A popular trend right now is startups repositioning themselves as professional services firms – delivering outcomes using their own AI platforms, rather than selling platform subscriptions. Delivering a service with your AI is a much more defensible and profitable business than selling access to the same AI.
To be taken seriously in regulated professional markets, some of these startups are registering as licensed professional services providers and obtaining the necessary E&O coverage. Crosby ([related review](/review/za-283-dnja-do-400-millionov)), which provides AI-powered legal services, reached a $400 million valuation within 283 days of launch by doing exactly this.
Seemed like the right call. But as it turns out, AI-powered companies are hitting an unexpected wall.
Traditional insurers are quietly excluding AI-caused errors and omissions from their standard professional liability policies.
They're getting this done legislatively where possible – in the US, state-level regulatory approvals are being secured. Even the ISO standard policy, which covers roughly 70% of the US insurance market, has made AI exclusion the default option – it kicks in unless explicitly overridden in the policy. The EU is adopting equivalent provisions starting this August.
This mirrors what happened with cyber insurance about 20 years ago. Traditional carriers began excluding cyber incidents by default – and an entirely new insurance market emerged to fill the gap. The global cyber insurance market now stands at $14–20 billion and is projected to reach $100 billion by 2032.

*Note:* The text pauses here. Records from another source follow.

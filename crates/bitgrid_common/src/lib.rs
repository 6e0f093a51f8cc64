//! Names and constant bit values shared by the IR and the array layer.

#![warn(missing_docs)]

pub mod ident;
pub mod logic;
pub mod logic_vec;

pub use ident::{Ident, Interner};
pub use logic::Logic;
pub use logic_vec::LogicVec;
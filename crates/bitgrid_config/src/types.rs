//! Configuration types deserialized from `bitgrid.toml`.

use serde::Deserialize;

/// The top-level configuration.
///
/// Every section is optional; an empty file yields the defaults.
#[derive(Debug, Clone, Default, PartialEq, Eq, Deserialize)]
#[serde(deny_unknown_fields)]
pub struct ProjectConfig {
    /// Lowering defaults.
    #[serde(default)]
    pub lowering: LoweringConfig,
}

/// How arrays are turned into a single flat signal.
#[derive(Debug, Clone, PartialEq, Eq, Deserialize)]
#[serde(deny_unknown_fields)]
pub struct LoweringConfig {
    /// Wrap every lowered array in a named pass-through wire.
    #[serde(default = "default_true")]
    pub create_wire: bool,
    /// Prefix for wire names of arrays built without a name (`ndarray_0`, ...).
    #[serde(default = "default_wire_prefix")]
    pub wire_prefix: String,
    /// Merge runs of consecutive bits of one signal into a single slice.
    #[serde(default = "default_true")]
    pub coalesce: bool,
}

impl Default for LoweringConfig {
    fn default() -> Self {
        Self {
            create_wire: true,
            wire_prefix: default_wire_prefix(),
            coalesce: true,
        }
    }
}

fn default_true() -> bool {
    true
}

fn default_wire_prefix() -> String {
    "ndarray".to_string()
}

Given that AI will soon be involved in delivering nearly every type of professional service, the market for AI liability coverage could ultimately dwarf even the cyber insurance market.
Every company deploying AI agents knows that AI agents make mistakes – which is why they build software safeguards to catch them.
A growing number of startups now sell monitoring and validation platforms specifically designed to continuously check AI agent performance for correctness.
These companies are one step away from something bigger: accepting financial liability for the reliability of that monitoring. Once they cross that line and structure it correctly, they become professional liability insurers. Why not take that step?
Or: enter this emerging market from scratch. It has every sign of becoming very large. Starting point: do what Klaimee has already started doing.